Atmospheric conditions required for fog formation are also suitable for restricting the dispersal of air pollutants. Its ample supply in the locality provides a more significant number of condensation surfaces for fog droplet formation. India's air quality is worse during winters and requires effective policies to mitigate it. For regulating emissions from industries, policy suggestions were given by Harvard Kennedy School and University of Chicago researchers in “A Roadmap Towards Cleaning India’s Air” (https://epic.uchicago.in/wp-content/uploads/2018/08/POLICY-BRIEF-A-ROADMAP-TOWARDS-CLEANING-INDIAS-AIR-1-1.pdf). More recommendations for improving the air quality of India were given by Ganguly et al. (2020) and Bhuvaneshwari et al. (2019). Some of the strategies suggested in “Cleaning the Air: A review of 10 city plans to fight Air pollution in India” are (1) strengthening of regulatory frameworks, (2) strengthening of legal enforcement, and vehicle operation and access restrictions. The Supreme Court of India in 2018 has directed the Delhi government to come up with a real-time monitoring emission monitoring system on the road, incorporating remote sensing machines for easy detection of vehicles whose emissions are relatively high, to send notice to the vehicle owners regarding the same (https://www.ndtv.com/delhi-news/supreme-court-directs-delhi-government-to-buy-remote-sensing-machines-to-detect-pollution-1850508). As stated earlier, the problem of heavy aerosol loading from burning of crop residues can be managed by implementing the strategies devised by Dutta et al. (2020) including conservation of residue into biomass or briquettes; rotation of crops which is not limited to rice and wheat; practicing conservative farming; and use of crop residue directly for energy production in state-level thermal power plants; and conversion of residue into ethanol.

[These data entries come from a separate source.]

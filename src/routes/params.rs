use serde::Deserialize;
use utoipa::ToSchema;

#[derive(Debug, Deserialize, ToSchema)]
pub struct Pagination {
    pub page: Option<i64>,
    pub page_size: Option<i64>,
}

impl Pagination {
    pub fn normalize(&self) -> (i64, i64, i64) {
        let page = self.page.unwrap_or(1).max(1);
        let page_size = self.page_size.unwrap_or(10).clamp(1, 100);
        let offset = (page - 1) * page_size;
        (page, page_size, offset)
    }
}

#[derive(Debug, Deserialize, ToSchema)]
#[serde(rename_all = "snake_case")]
pub enum SortOrder {
    Asc,
    Desc,
}

#[derive(Debug, Deserialize, ToSchema)]
#[serde(rename_all = "snake_case")]
pub enum ProductSortBy {
    Name,
    Price,
    CreatedAt,
    StockQuantity,
}

#[derive(Debug, Deserialize, ToSchema)]
pub struct ProductQuery {
    #[serde(flatten)]
    pub pagination: Pagination,
    pub search_term: Option<String>,
    pub min_price: Option<i64>,
    pub max_price: Option<i64>,
    pub is_available: Option<bool>,
    pub category_name: Option<String>,
    pub sort_by: Option<ProductSortBy>,
    pub sort_order: Option<SortOrder>,
}

#[cfg(test)]
mod tests {
    use super::*;

    #[test]
    fn pagination_defaults_and_caps() {
        let p = Pagination {
            page: None,
            page_size: None,
        };
        assert_eq!(p.normalize(), (1, 10, 0));

        let p = Pagination {
            page: Some(0),
            page_size: Some(500),
        };
        assert_eq!(p.normalize(), (1, 100, 0));

        let p = Pagination {
            page: Some(3),
            page_size: Some(20),
        };
        assert_eq!(p.normalize(), (3, 20, 40));
    }
}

The major cause of fog formation in the Indo-Gangetic Plains is the weather itself not much can be done in this regard, however, its conversion to smog can be controlled to some extent if the above-mentioned actions are taken and monitored properly. Though the measures suggest kee** Delhi in mind, pointers can be taken and used for other locations in the world.

Considering all aspects of fog, the information gathered from the prior research studies can be implemented to better evaluate and improve existing prediction and forecasting systems and framing policies.